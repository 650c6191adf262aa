use crate::cli::{GlobalArgs, ProcessAction};
use crate::context::{self, AppContext};
use crate::error::{Result, ResultExt};
use crate::progress::{self, with_spinner, ProgressTracker};
use crate::ui;
use colored::Colorize;
use report_api::renderers::{bulk_results_table, process_all_tables};
use report_api::{BulkStatus, BulkStatusPoller, PollEvent, PollOutcome, PollSchedule};
use std::fs;
use std::sync::atomic::{AtomicUsize, Ordering};

pub fn execute(global: &GlobalArgs, action: ProcessAction) -> Result<()> {
    let ctx = AppContext::load(global)?;
    context::block_on(async {
        match action {
            ProcessAction::Single { report_name } => process_single(&ctx, &report_name).await,
            ProcessAction::Bulk {
                report_names,
                file,
                no_wait,
            } => {
                let names = collect_names(report_names, file.as_deref())?;
                process_bulk(&ctx, &names, no_wait).await
            }
            ProcessAction::All => process_all(&ctx).await,
            ProcessAction::Status { batch_id } => {
                ui::section_header("Bulk Status");
                let outcome = wait_for_batch(&ctx, &batch_id).await?;
                report_outcome(&batch_id, &outcome);
                Ok(())
            }
        }
    })
}

async fn process_single(ctx: &AppContext, report_name: &str) -> Result<()> {
    let processed = with_spinner(
        &format!("Processing {}", report_name.trim()),
        ctx.client.process_single_report(report_name),
    )
    .await
    .with_context(|| format!("Failed to process {}", report_name.trim()))?;

    ui::success_message(&format!(
        "Report processed successfully, new report id {}",
        processed.report_id
    ));
    Ok(())
}

async fn process_bulk(ctx: &AppContext, names: &[String], no_wait: bool) -> Result<()> {
    let mut tracker = ProgressTracker::new("Bulk Processing").with_steps(vec![
        format!("Submitting {} report names", names.len()),
        "Waiting for the batch to finish".to_string(),
    ]);

    tracker.start_step();
    let submission = ctx
        .client
        .process_bulk_reports(names)
        .await
        .with_context(|| "Failed to submit bulk batch")?;
    tracker.complete_step();
    ui::info_message(&format!("Batch id: {}", submission.batch_id));

    if no_wait {
        tracker.skip_step("--no-wait");
        ui::info_message(&format!(
            "Check progress with `mdfive process status {}`",
            submission.batch_id
        ));
        return Ok(());
    }

    tracker.start_step();
    let outcome = wait_for_batch(ctx, &submission.batch_id).await?;
    report_outcome(&submission.batch_id, &outcome);
    if outcome.is_completed() {
        tracker.complete_step();
        tracker.complete();
    }
    Ok(())
}

async fn process_all(ctx: &AppContext) -> Result<()> {
    let summary = with_spinner("Processing all reports", ctx.client.process_all_reports())
        .await
        .with_context(|| "Failed to process all reports")?;

    ui::section_header("Process All Reports");
    ui::block(&process_all_tables(&summary));
    if summary.failed.is_empty() {
        ui::success_message(&format!("{} reports processed", summary.processed.len()));
    } else {
        ui::warning_message(&format!("{} reports failed", summary.failed.len()));
    }
    Ok(())
}

/// Poll `batch_id` behind a spinner; failed attempts are printed, never fatal
async fn wait_for_batch(ctx: &AppContext, batch_id: &str) -> Result<PollOutcome> {
    let schedule = PollSchedule::from_config(&ctx.config);
    ctx.verbose(&format!(
        "Polling every {} for up to {} attempts",
        progress::format_duration(schedule.interval),
        schedule.max_attempts
    ));

    let pb = progress::spinner(&format!("Waiting for batch {batch_id}"));
    let events = pb.clone();
    let verbose = ctx.verbose;
    let failures = FailureNotices::new(schedule.max_attempts);
    let poller = BulkStatusPoller::with_schedule(ctx.client.clone(), schedule).on_event(
        move |event| match event {
            PollEvent::Status { attempt, status } => {
                events.set_message(progress_label(status));
                if verbose {
                    events.println(format!("  › attempt {attempt}: {}", progress_label(status)));
                }
            }
            PollEvent::Failed { attempt, error } => {
                if let Some(line) = failures.notice(*attempt, &error.user_message(), verbose) {
                    events.println(line);
                }
            }
        },
    );

    let outcome = poller.poll(batch_id).await;
    pb.finish_and_clear();
    Ok(outcome?)
}

/// Decides which failed status checks get printed while polling continues.
/// The first failure is shown in full with how long polling will go on;
/// later ones only with `--verbose`.
struct FailureNotices {
    max_attempts: u32,
    seen: AtomicUsize,
}

impl FailureNotices {
    fn new(max_attempts: u32) -> Self {
        Self {
            max_attempts,
            seen: AtomicUsize::new(0),
        }
    }

    fn notice(&self, attempt: u32, message: &str, verbose: bool) -> Option<String> {
        let previous = self.seen.fetch_add(1, Ordering::SeqCst);
        if previous == 0 {
            let remaining = self.max_attempts.saturating_sub(attempt);
            Some(
                format!(
                    "❌ Status check failed: {message}\n   Still retrying ({remaining} checks left), press Ctrl-C to stop"
                )
                .red()
                .bold()
                .to_string(),
            )
        } else if verbose {
            Some(format!("  › attempt {attempt} failed: {message}"))
        } else {
            None
        }
    }
}

fn progress_label(status: &BulkStatus) -> String {
    match (status.processed, status.total) {
        (Some(processed), Some(total)) => format!("Processed {processed}/{total}"),
        _ => format!("Status: {:?}", status.status).to_lowercase(),
    }
}

fn report_outcome(batch_id: &str, outcome: &PollOutcome) {
    match outcome {
        PollOutcome::Completed { status, attempts } => {
            ui::success_message(&format!(
                "Batch completed after {attempts} checks: {} succeeded, {} failed",
                status.succeeded(),
                status.failed()
            ));
            if !status.results.is_empty() {
                ui::block(&bulk_results_table(&status.results));
            }
        }
        PollOutcome::Stopped { status, .. } => {
            ui::warning_message(&format!(
                "Batch {batch_id} reported an unexpected status, polling stopped"
            ));
            if !status.results.is_empty() {
                ui::block(&bulk_results_table(&status.results));
            }
        }
        PollOutcome::Exhausted {
            attempts,
            last_status,
        } => {
            let progress = last_status
                .as_ref()
                .map(progress_label)
                .unwrap_or_else(|| "no status received".to_string());
            ui::warning_message(&format!(
                "Batch {batch_id} is still processing after {attempts} checks ({progress})"
            ));
            ui::info_message(&format!("Resume with `mdfive process status {batch_id}`"));
        }
    }
}

/// Names from the command line followed by the lines of `file`
fn collect_names(mut names: Vec<String>, file: Option<&str>) -> Result<Vec<String>> {
    if let Some(path) = file {
        let content =
            fs::read_to_string(path).with_context(|| format!("Failed to read report names from {path}"))?;
        names.extend(content.lines().map(str::to_string));
    }
    Ok(names
        .into_iter()
        .map(|n| n.trim().to_string())
        .filter(|n| !n.is_empty())
        .collect())
}
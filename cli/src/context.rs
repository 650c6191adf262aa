use crate::cli::GlobalArgs;
use crate::error::{CliError, Result, ResultExt};
use crate::ui;
use report_api::{MdfiveConfig, ReportClient};
use std::future::Future;
use std::path::{Path, PathBuf};
use tokio::runtime::Runtime;

pub const DEFAULT_CONFIG_FILE: &str = "mdfive.toml";

/// Everything a command needs: resolved configuration and a ready client
pub struct AppContext {
    pub config: MdfiveConfig,
    pub client: ReportClient,
    pub verbose: bool,
}

impl AppContext {
    pub fn load(args: &GlobalArgs) -> Result<Self> {
        let config = resolve_config(args)?;
        let client = ReportClient::new(&config).with_context(|| "Failed to create HTTP client")?;
        ui::verbose_message(args.verbose, &format!("Backend: {}", client.base_url()));

        Ok(Self {
            config,
            client,
            verbose: args.verbose,
        })
    }

    pub fn verbose(&self, message: &str) {
        ui::verbose_message(self.verbose, message);
    }
}

/// Run a command body on a fresh multi-threaded runtime
pub fn block_on<F, T>(future: F) -> Result<T>
where
    F: Future<Output = Result<T>>,
{
    let rt = Runtime::new()
        .map_err(|e| CliError::Other(format!("Failed to create async runtime: {e}")))?;
    rt.block_on(future)
}

/// Path `mdfive init` writes to
pub fn init_target(args: &GlobalArgs) -> PathBuf {
    args.config
        .as_deref()
        .map(PathBuf::from)
        .unwrap_or_else(|| PathBuf::from(DEFAULT_CONFIG_FILE))
}

/// Load configuration: `--config`, else `./mdfive.toml`, else the user config
/// directory, else defaults. `MDFIVE_API_BASE_URL` and `--base-url` are
/// applied on top, in that order.
pub fn resolve_config(args: &GlobalArgs) -> Result<MdfiveConfig> {
    let mut config = match args.config.as_deref() {
        Some(path) => MdfiveConfig::load_from_file(path)
            .with_context(|| format!("Failed to load configuration from {path}"))?,
        None => match discover_config_file() {
            Some(path) => {
                ui::verbose_message(args.verbose, &format!("Using configuration {}", path.display()));
                MdfiveConfig::load_from_file(&path)
                    .with_context(|| format!("Failed to load configuration from {}", path.display()))?
            }
            None => {
                ui::verbose_message(
                    args.verbose,
                    "No mdfive.toml found, using defaults (run `mdfive init` to create one)",
                );
                MdfiveConfig::default()
            }
        },
    };

    config.apply_env_override();
    if let Some(base_url) = args.base_url.as_deref() {
        config.api.base_url = Some(base_url.trim().to_string());
    }

    config.validate()?;
    Ok(config)
}

fn discover_config_file() -> Option<PathBuf> {
    let local = Path::new(DEFAULT_CONFIG_FILE);
    if local.exists() {
        return Some(local.to_path_buf());
    }

    dirs::config_dir()
        .map(|dir| dir.join("mdfive").join(DEFAULT_CONFIG_FILE))
        .filter(|path| path.exists())
}
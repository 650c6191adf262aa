use crate::error::{ReportApiError, Result};
use crate::report_name::extract_report_id;
use crate::types::ReportMapping;
use url::Url;

/// Parameters of a report comparison
#[derive(Debug, Clone, PartialEq, Eq)]
pub struct ComparisonRequest {
    pub report_id_1: i64,
    pub report_id_2: i64,
    pub stage_id_1: Option<i64>,
    pub stage_id_2: Option<i64>,
    /// Ask the backend to store the comparison result
    pub insert_flag: bool,
}

impl ComparisonRequest {
    pub fn new(report_id_1: i64, report_id_2: i64) -> Self {
        Self {
            report_id_1,
            report_id_2,
            stage_id_1: None,
            stage_id_2: None,
            insert_flag: false,
        }
    }

    #[must_use]
    pub fn with_stages(mut self, stage_id_1: Option<i64>, stage_id_2: Option<i64>) -> Self {
        self.stage_id_1 = stage_id_1;
        self.stage_id_2 = stage_id_2;
        self
    }

    #[must_use]
    pub fn with_insert_flag(mut self, insert_flag: bool) -> Self {
        self.insert_flag = insert_flag;
        self
    }

    /// Compare the sample report named by a mapping with the report it produced
    pub fn from_mapping(mapping: &ReportMapping) -> Result<Self> {
        let source_id = extract_report_id(&mapping.original_report_name)?;
        let inserted_id = mapping.inserted_report_id.ok_or_else(|| {
            ReportApiError::validation(
                "inserted_report_id",
                format!(
                    "Mapping {} ({}) has no inserted report to compare against",
                    mapping.id, mapping.original_report_name
                ),
            )
        })?;

        Ok(Self::new(source_id, inserted_id))
    }

    /// Both report ids are required and must be positive
    pub fn validate(&self) -> Result<()> {
        if self.report_id_1 <= 0 {
            return Err(ReportApiError::validation("report_id_1", "Report ID 1 is required"));
        }
        if self.report_id_2 <= 0 {
            return Err(ReportApiError::validation("report_id_2", "Report ID 2 is required"));
        }
        Ok(())
    }

    /// Query pairs in wire order; undefined stage ids are left out
    pub fn query_pairs(&self) -> Vec<(&'static str, String)> {
        let mut pairs = vec![
            ("report_id_1", self.report_id_1.to_string()),
            ("report_id_2", self.report_id_2.to_string()),
        ];
        if let Some(stage) = self.stage_id_1 {
            pairs.push(("project_report_stage_id_1", stage.to_string()));
        }
        if let Some(stage) = self.stage_id_2 {
            pairs.push(("project_report_stage_id_2", stage.to_string()));
        }
        pairs.push(("insert_flag", self.insert_flag.to_string()));
        pairs
    }

    /// Append the query pairs to an endpoint URL
    pub fn apply_to(&self, url: &mut Url) {
        let mut query = url.query_pairs_mut();
        for (key, value) in self.query_pairs() {
            query.append_pair(key, &value);
        }
    }
}

#[cfg(test)]
mod tests {
    use super::*;
    use crate::types::ItemStatus;

    fn endpoint() -> Url {
        Url::parse("http://127.0.0.1:5000/api/reportComparison").unwrap()
    }

    #[test]
    fn test_query_omits_missing_stages() {
        let request = ComparisonRequest::new(100, 200).with_insert_flag(false);
        let mut url = endpoint();
        request.apply_to(&mut url);

        assert_eq!(url.query(), Some("report_id_1=100&report_id_2=200&insert_flag=false"));
    }

    #[test]
    fn test_query_includes_stages_in_order() {
        let request = ComparisonRequest::new(100, 200)
            .with_stages(Some(7), Some(9))
            .with_insert_flag(true);
        let mut url = endpoint();
        request.apply_to(&mut url);

        assert_eq!(
            url.query(),
            Some("report_id_1=100&report_id_2=200&project_report_stage_id_1=7&project_report_stage_id_2=9&insert_flag=true")
        );
    }

    #[test]
    fn test_single_stage() {
        let request = ComparisonRequest::new(1, 2).with_stages(None, Some(3));
        let keys: Vec<&str> = request.query_pairs().iter().map(|(k, _)| *k).collect();
        assert_eq!(
            keys,
            vec!["report_id_1", "report_id_2", "project_report_stage_id_2", "insert_flag"]
        );
    }

    #[test]
    fn test_validate_requires_ids() {
        assert!(ComparisonRequest::new(100, 200).validate().is_ok());
        assert!(ComparisonRequest::new(0, 200).validate().is_err());
        assert!(ComparisonRequest::new(100, -1).validate().is_err());
    }

    fn mapping(name: &str, inserted: Option<i64>) -> ReportMapping {
        ReportMapping {
            id: 3,
            original_report_name: name.to_string(),
            inserted_report_id: inserted,
            status: ItemStatus::Success,
            error_message: None,
            created_at: None,
        }
    }

    #[test]
    fn test_from_mapping() {
        let request = ComparisonRequest::from_mapping(&mapping("Report_1366_latest", Some(8812))).unwrap();
        assert_eq!(request.report_id_1, 1366);
        assert_eq!(request.report_id_2, 8812);
        assert!(!request.insert_flag);
    }

    #[test]
    fn test_from_mapping_requires_inserted_id() {
        let err = ComparisonRequest::from_mapping(&mapping("Report_1366_latest", None)).unwrap_err();
        assert!(matches!(err, ReportApiError::Validation { ref field, .. } if field == "inserted_report_id"));
    }

    #[test]
    fn test_from_mapping_rejects_unparseable_name() {
        let err = ComparisonRequest::from_mapping(&mapping("quarterly upload", Some(10))).unwrap_err();
        assert!(matches!(err, ReportApiError::Validation { ref field, .. } if field == "report_name"));
    }
}
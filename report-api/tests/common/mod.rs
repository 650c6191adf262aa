//! Shared helpers for the report-api integration tests

use report_api::{MdfiveConfig, MdfiveConfigBuilder, ReportClient};
use serde_json::{json, Value};
use wiremock::MockServer;

/// Config pointing at a mock server, with polling shortened to run in real time
pub fn config_for(server: &MockServer) -> MdfiveConfig {
    MdfiveConfigBuilder::new()
        .base_url(server.uri())
        .timeout(5)
        .polling(0, 0, 5)
        .build()
        .expect("valid test config")
}

pub fn client_for(server: &MockServer) -> ReportClient {
    ReportClient::new(&config_for(server)).expect("client")
}

/// `{ status: "success", data }` envelope
pub fn success(data: Value) -> Value {
    json!({ "status": "success", "data": data })
}

/// `{ status: "error", message }` envelope
pub fn failure(message: &str) -> Value {
    json!({ "status": "error", "message": message })
}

### Exercise details
Copy each line of the listing that carries the word "local".

### Expected answer
    let local = Path::new(DEFAULT_CONFIG_FILE);
    if local.exists() {
        return Some(local.to_path_buf());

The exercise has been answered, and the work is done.